Quando torno a casa e, affranto, dico a Santa Subito che non ho più l’età per queste cose, lei mi guarda e poi lascia cadere la sua perla di cristiana saggezza: «I grandi risultati si ottengono sempre attraverso grandi prove. E poi, Aldino, amare il prossimo sarebbe troppo facile se il prossimo fosse sempre bello, simpatico, amabile e disponibile, non credi?». Parole sante. Ma se le prove, ogni tanto, fossero un po’ meno grandi? E se, in particolare, il prossimo CO fosse un po’ meno ottuso? Chiedo troppo?

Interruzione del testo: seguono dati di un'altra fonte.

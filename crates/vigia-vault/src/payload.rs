//! Browser storage-state payloads.
//!
//! A storage state is a JSON object with array fields `cookies` and
//! `origins`. Validation is a shape check only; individual cookies are not
//! inspected beyond their `domain`.

use crate::error::{Result, VaultError};
use serde::Serialize;
use serde_json::Value;
use zeroize::Zeroizing;

/// Summary extracted from a payload for the metadata bag.
#[derive(Debug, Clone, PartialEq, Eq, Serialize)]
#[serde(rename_all = "camelCase")]
pub struct PayloadSummary {
    /// Number of entries in `cookies`
    pub cookie_count: usize,
    /// Number of entries in `origins`
    pub origin_count: usize,
    /// Distinct cookie domains, leading dots stripped, first-seen order
    pub domains: Vec<String>,
}

/// A storage-state payload that passed the shape check.
#[derive(Clone, PartialEq)]
pub struct StorageState(Value);

impl std::fmt::Debug for StorageState {
    fn fmt(&self, f: &mut std::fmt::Formatter<'_>) -> std::fmt::Result {
        let summary = self.summary();
        f.debug_struct("StorageState")
            .field("cookies", &summary.cookie_count)
            .field("origins", &summary.origin_count)
            .finish()
    }
}

impl StorageState {
    /// Validate a parsed JSON value.
    ///
    /// # Errors
    /// Returns `VaultError::InvalidPayloadShape` describing the first problem.
    pub fn from_value(value: Value) -> Result<Self> {
        let Some(object) = value.as_object() else {
            return Err(VaultError::InvalidPayloadShape(
                "payload must be a JSON object".to_string(),
            ));
        };

        for field in ["cookies", "origins"] {
            match object.get(field) {
                Some(Value::Array(_)) => {}
                Some(_) => {
                    return Err(VaultError::InvalidPayloadShape(format!(
                        "field '{field}' must be an array"
                    )))
                }
                None => {
                    return Err(VaultError::InvalidPayloadShape(format!(
                        "missing field '{field}'"
                    )))
                }
            }
        }

        Ok(Self(value))
    }

    /// Parse and validate raw JSON bytes.
    ///
    /// # Errors
    /// Returns `VaultError::InvalidPayloadShape` if the bytes are not JSON or
    /// fail the shape check.
    pub fn from_slice(bytes: &[u8]) -> Result<Self> {
        let value: Value = serde_json::from_slice(bytes)
            .map_err(|e| VaultError::InvalidPayloadShape(format!("payload is not JSON: {e}")))?;
        Self::from_value(value)
    }

    fn array(&self, field: &str) -> &[Value] {
        self.0
            .get(field)
            .and_then(Value::as_array)
            .map_or(&[][..], Vec::as_slice)
    }

    /// Counts and cookie domains.
    #[must_use]
    pub fn summary(&self) -> PayloadSummary {
        let mut domains: Vec<String> = Vec::new();
        for cookie in self.array("cookies") {
            let Some(domain) = cookie.get("domain").and_then(Value::as_str) else {
                continue;
            };
            let domain = domain.trim_start_matches('.');
            if !domain.is_empty() && !domains.iter().any(|d| d == domain) {
                domains.push(domain.to_string());
            }
        }

        PayloadSummary {
            cookie_count: self.array("cookies").len(),
            origin_count: self.array("origins").len(),
            domains,
        }
    }

    /// Cookie entries.
    #[must_use]
    pub fn cookies(&self) -> &[Value] {
        self.array("cookies")
    }

    /// Borrow the JSON value.
    #[must_use]
    pub fn as_value(&self) -> &Value {
        &self.0
    }

    /// Take the JSON value.
    #[must_use]
    pub fn into_value(self) -> Value {
        self.0
    }

    /// Serialize for sealing. The buffer is zeroized when dropped.
    ///
    /// # Errors
    /// Returns `VaultError::Encryption` if serialization fails.
    pub fn to_bytes(&self) -> Result<Zeroizing<Vec<u8>>> {
        serde_json::to_vec(&self.0)
            .map(Zeroizing::new)
            .map_err(|e| VaultError::Encryption(format!("serialization failed: {e}")))
    }
}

Dio si incontra in piedi, in silenzio e in uscita. Parole di papa Francesco, giorni fa, a Santa Marta. Anche queste parole sante, naturalmente. Ma allora perché io, povero cronista, quando cerco di uscire dalla zona del Vaticano, possibilmente restando in piedi in mezzo alla folla travolgente, invece di incontrare il buon Dio incontro sempre un CO? E come faccio a stare in silenzio davanti alla manifesta imbecillità di un CO?

Meditabondo, ricorro a Chesterton, il mio cardiotonico: «La Bibbia ci dice di amare il nostro prossimo, e anche di amare i nostri nemici; probabilmente perché di solito si tratta delle stesse persone». Il buon vecchio Gilbert non faceva il giornalista televisivo, ma aveva capito tutto.